> [Your task]: From the entries below, copy out every line with "serde" in it.
BEGIN Input
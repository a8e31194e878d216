//! Whole-snapshot summary
//!
//! Flat totals over the event list: counts per event type, unique watched
//! channels, the UTC date range, and how many events lack a local timestamp.

use crate::types::{Event, EventType, SnapshotSummary};
use std::collections::BTreeSet;

/// Builds the snapshot-level summary record
pub struct SummaryBuilder;

impl SummaryBuilder {
    pub fn build(events: &[Event]) -> SnapshotSummary {
        let mut total_watch = 0u32;
        let mut total_search = 0u32;
        let mut total_subscribe = 0u32;
        let mut missing_local_timestamp = 0u32;
        let mut channels: BTreeSet<&str> = BTreeSet::new();
        let mut first = None;
        let mut last = None;

        for event in events {
            match event.event_type {
                EventType::Watch => {
                    total_watch += 1;
                    if let Some(channel) = &event.channel_clean {
                        channels.insert(channel.as_str());
                    }
                }
                EventType::Search => total_search += 1,
                EventType::Subscribe => total_subscribe += 1,
            }
            if event.timestamp_local.is_none() {
                missing_local_timestamp += 1;
            }
            if let Some(ts) = event.timestamp_utc {
                if first.map_or(true, |f| ts < f) {
                    first = Some(ts);
                }
                if last.map_or(true, |l| ts > l) {
                    last = Some(ts);
                }
            }
        }

        SnapshotSummary {
            total_events: events.len() as u32,
            total_watch,
            total_search,
            total_subscribe,
            unique_channels: channels.len() as u32,
            first_event_utc: first,
            last_event_utc: last,
            missing_local_timestamp,
        }
    }
}

#[cfg(test)]
mod tests {
    use super::*;
    use chrono::{NaiveDate, TimeZone, Utc};
    use pretty_assertions::assert_eq;

    fn event(event_type: EventType, day: u32, channel: Option<&str>) -> Event {
        Event {
            event_type,
            engagement: None,
            timestamp_utc: Some(Utc.with_ymd_and_hms(2024, 6, day, 12, 0, 0).unwrap()),
            timestamp_local: NaiveDate::from_ymd_opt(2024, 6, day)
                .unwrap()
                .and_hms_opt(14, 0, 0),
            hour_local: Some(14),
            day_of_week: None,
            month_local: Some(6),
            channel: channel.map(str::to_string),
            channel_clean: channel.map(str::to_string),
            text: None,
            text_clean: None,
            topics: Vec::new(),
        }
    }

    #[test]
    fn test_totals_and_range() {
        let events = vec![
            event(EventType::Watch, 1, Some("a")),
            event(EventType::Watch, 5, Some("a")),
            event(EventType::Search, 3, None),
            event(EventType::Subscribe, 2, Some("b")),
        ];
        let summary = SummaryBuilder::build(&events);

        assert_eq!(summary.total_events, 4);
        assert_eq!(summary.total_watch, 2);
        assert_eq!(summary.total_search, 1);
        assert_eq!(summary.total_subscribe, 1);
        // Subscribe-only channels are not counted as watched
        assert_eq!(summary.unique_channels, 1);
        assert_eq!(
            summary.first_event_utc,
            Some(Utc.with_ymd_and_hms(2024, 6, 1, 12, 0, 0).unwrap())
        );
        assert_eq!(
            summary.last_event_utc,
            Some(Utc.with_ymd_and_hms(2024, 6, 5, 12, 0, 0).unwrap())
        );
    }

    #[test]
    fn test_missing_local_timestamps_counted() {
        let mut incomplete = event(EventType::Watch, 1, Some("a"));
        incomplete.timestamp_local = None;
        let summary = SummaryBuilder::build(&[incomplete]);

        assert_eq!(summary.missing_local_timestamp, 1);
    }

    #[test]
    fn test_empty_input() {
        let summary = SummaryBuilder::build(&[]);

        assert_eq!(summary.total_events, 0);
        assert_eq!(summary.first_event_utc, None);
        assert_eq!(summary.last_event_utc, None);
    }
}
//! Daily baseline statistics
//!
//! Computes per-calendar-date watch counts with their mean and sample
//! standard deviation, plus per-date late-night counts. Anomaly detection
//! interprets daily activity relative to these baselines.

use crate::types::{DailyBaseline, Event};
use std::collections::BTreeMap;

/// Late-night hours, midnight through 4 AM inclusive
pub const LATE_NIGHT_HOURS: std::ops::RangeInclusive<u32> = 0..=4;

/// Computes per-day baselines for anomaly detection
pub struct BaselineStatistics;

impl BaselineStatistics {
    /// Count watch events per calendar date and derive mean/stddev.
    ///
    /// Watch events without a local timestamp are skipped and counted; the
    /// late-night map only carries dates with at least one late-night watch.
    pub fn compute(events: &[Event]) -> DailyBaseline {
        let mut daily_counts = BTreeMap::new();
        let mut late_night_counts = BTreeMap::new();
        let mut skipped = 0u32;
        let mut total_late_night = 0u32;

        for event in events.iter().filter(|e| e.is_watch()) {
            let date = match event.local_date() {
                Some(date) => date,
                None => {
                    skipped += 1;
                    continue;
                }
            };
            *daily_counts.entry(date).or_insert(0u32) += 1;

            if let Some(hour) = event.hour_local {
                if LATE_NIGHT_HOURS.contains(&hour) {
                    *late_night_counts.entry(date).or_insert(0u32) += 1;
                    total_late_night += 1;
                }
            }
        }

        let counts: Vec<u32> = daily_counts.values().copied().collect();
        let total_watches: u32 = counts.iter().sum();
        let mean = mean(&counts);
        let stddev = sample_stddev(&counts, mean);

        let late_night_baseline_pct = if total_watches > 0 {
            total_late_night as f64 / total_watches as f64 * 100.0
        } else {
            0.0
        };

        DailyBaseline {
            total_days: daily_counts.len() as u32,
            daily_counts,
            late_night_counts,
            mean,
            stddev,
            total_watches,
            total_late_night,
            late_night_baseline_pct,
            skipped,
        }
    }
}

fn mean(counts: &[u32]) -> f64 {
    if counts.is_empty() {
        return 0.0;
    }
    counts.iter().map(|&c| c as f64).sum::<f64>() / counts.len() as f64
}

/// Sample standard deviation (n-1); 0 when fewer than 2 values.
///
/// The n-1 denominator guards the division and keeps the binge threshold
/// conservative on short histories.
fn sample_stddev(counts: &[u32], mean: f64) -> f64 {
    if counts.len() < 2 {
        return 0.0;
    }
    let variance = counts
        .iter()
        .map(|&c| (c as f64 - mean).powi(2))
        .sum::<f64>()
        / (counts.len() - 1) as f64;
    variance.sqrt()
}

#[cfg(test)]
mod tests {
    use super::*;
    use crate::types::EventType;
    use chrono::NaiveDate;

    fn watch(day: u32, hour: u32) -> Event {
        Event {
            event_type: EventType::Watch,
            engagement: None,
            timestamp_utc: None,
            timestamp_local: NaiveDate::from_ymd_opt(2024, 7, day)
                .unwrap()
                .and_hms_opt(hour, 0, 0),
            hour_local: Some(hour),
            day_of_week: None,
            month_local: Some(7),
            channel: None,
            channel_clean: None,
            text: None,
            text_clean: None,
            topics: Vec::new(),
        }
    }

    #[test]
    fn test_daily_counts() {
        let events = vec![watch(1, 9), watch(1, 10), watch(2, 9)];
        let baseline = BaselineStatistics::compute(&events);

        assert_eq!(baseline.total_days, 2);
        assert_eq!(baseline.total_watches, 3);
        let first = NaiveDate::from_ymd_opt(2024, 7, 1).unwrap();
        assert_eq!(baseline.daily_counts[&first], 2);
    }

    #[test]
    fn test_mean_and_sample_stddev() {
        // Nine days with 2 watches, one day with 20
        let mut events = Vec::new();
        for day in 1..=9 {
            events.push(watch(day, 12));
            events.push(watch(day, 13));
        }
        for _ in 0..20 {
            events.push(watch(10, 15));
        }

        let baseline = BaselineStatistics::compute(&events);
        assert!((baseline.mean - 3.8).abs() < 0.001);
        // Sample stddev of [2 x9, 20] is ~5.6921
        assert!((baseline.stddev - 5.6921).abs() < 0.001);
    }

    #[test]
    fn test_stddev_zero_for_single_day() {
        let baseline = BaselineStatistics::compute(&[watch(1, 9), watch(1, 10)]);
        assert_eq!(baseline.stddev, 0.0);
        assert!((baseline.mean - 2.0).abs() < 0.001);
    }

    #[test]
    fn test_late_night_counting() {
        let events = vec![watch(1, 0), watch(1, 3), watch(1, 4), watch(1, 5), watch(2, 12)];
        let baseline = BaselineStatistics::compute(&events);

        let first = NaiveDate::from_ymd_opt(2024, 7, 1).unwrap();
        assert_eq!(baseline.late_night_counts[&first], 3);
        assert_eq!(baseline.total_late_night, 3);
        // 3 of 5 watches late night
        assert!((baseline.late_night_baseline_pct - 60.0).abs() < 0.001);
        // Date without late-night watches is absent from the map
        assert!(!baseline
            .late_night_counts
            .contains_key(&NaiveDate::from_ymd_opt(2024, 7, 2).unwrap()));
    }

    #[test]
    fn test_missing_timestamp_skipped() {
        let mut no_ts = watch(1, 9);
        no_ts.timestamp_local = None;
        let baseline = BaselineStatistics::compute(&[no_ts]);

        assert_eq!(baseline.skipped, 1);
        assert_eq!(baseline.total_days, 0);
        assert_eq!(baseline.mean, 0.0);
    }

    #[test]
    fn test_empty_input() {
        let baseline = BaselineStatistics::compute(&[]);
        assert_eq!(baseline.total_watches, 0);
        assert_eq!(baseline.late_night_baseline_pct, 0.0);
    }
}
#[derive(Debug, Clone, Copy, PartialEq, Eq, Serialize, Deserialize)]
#[serde(rename_all = "snake_case")]
pub enum ShiftType {
    PeakHour,
    PeakDay,
}

/// Significant month-over-month change in viewing rhythm
#[derive(Debug, Clone, PartialEq, Eq, Serialize, Deserialize)]
pub struct PatternShift {
    #[serde(rename = "type")]
    pub shift_type: ShiftType,
    pub from_month: String,
    pub to_month: String,
    pub description: String,
}

/// Month-over-month viewing trends
#[derive(Debug, Clone, PartialEq, Serialize, Deserialize)]
pub struct TemporalTrends {
    pub monthly_stats: Vec<MonthlyStats>,
    pub pattern_shifts: Vec<PatternShift>,
    pub total_months: u32,
}

// ============================================================================
// Snapshot summary
// ============================================================================

/// Whole-snapshot totals and date range
#[derive(Debug, Clone, PartialEq, Serialize, Deserialize)]
pub struct SnapshotSummary {
    pub total_events: u32,
    pub total_watch: u32,
    pub total_search: u32,
    pub total_subscribe: u32,
    pub unique_channels: u32,
    pub first_event_utc: Option<DateTime<Utc>>,
    pub last_event_utc: Option<DateTime<Utc>>,
    /// Events lacking a local timestamp
    pub missing_local_timestamp: u32,
}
END Input
> [The answer]:
#[serde(rename_all = "snake_case")]
    #[serde(rename = "type")]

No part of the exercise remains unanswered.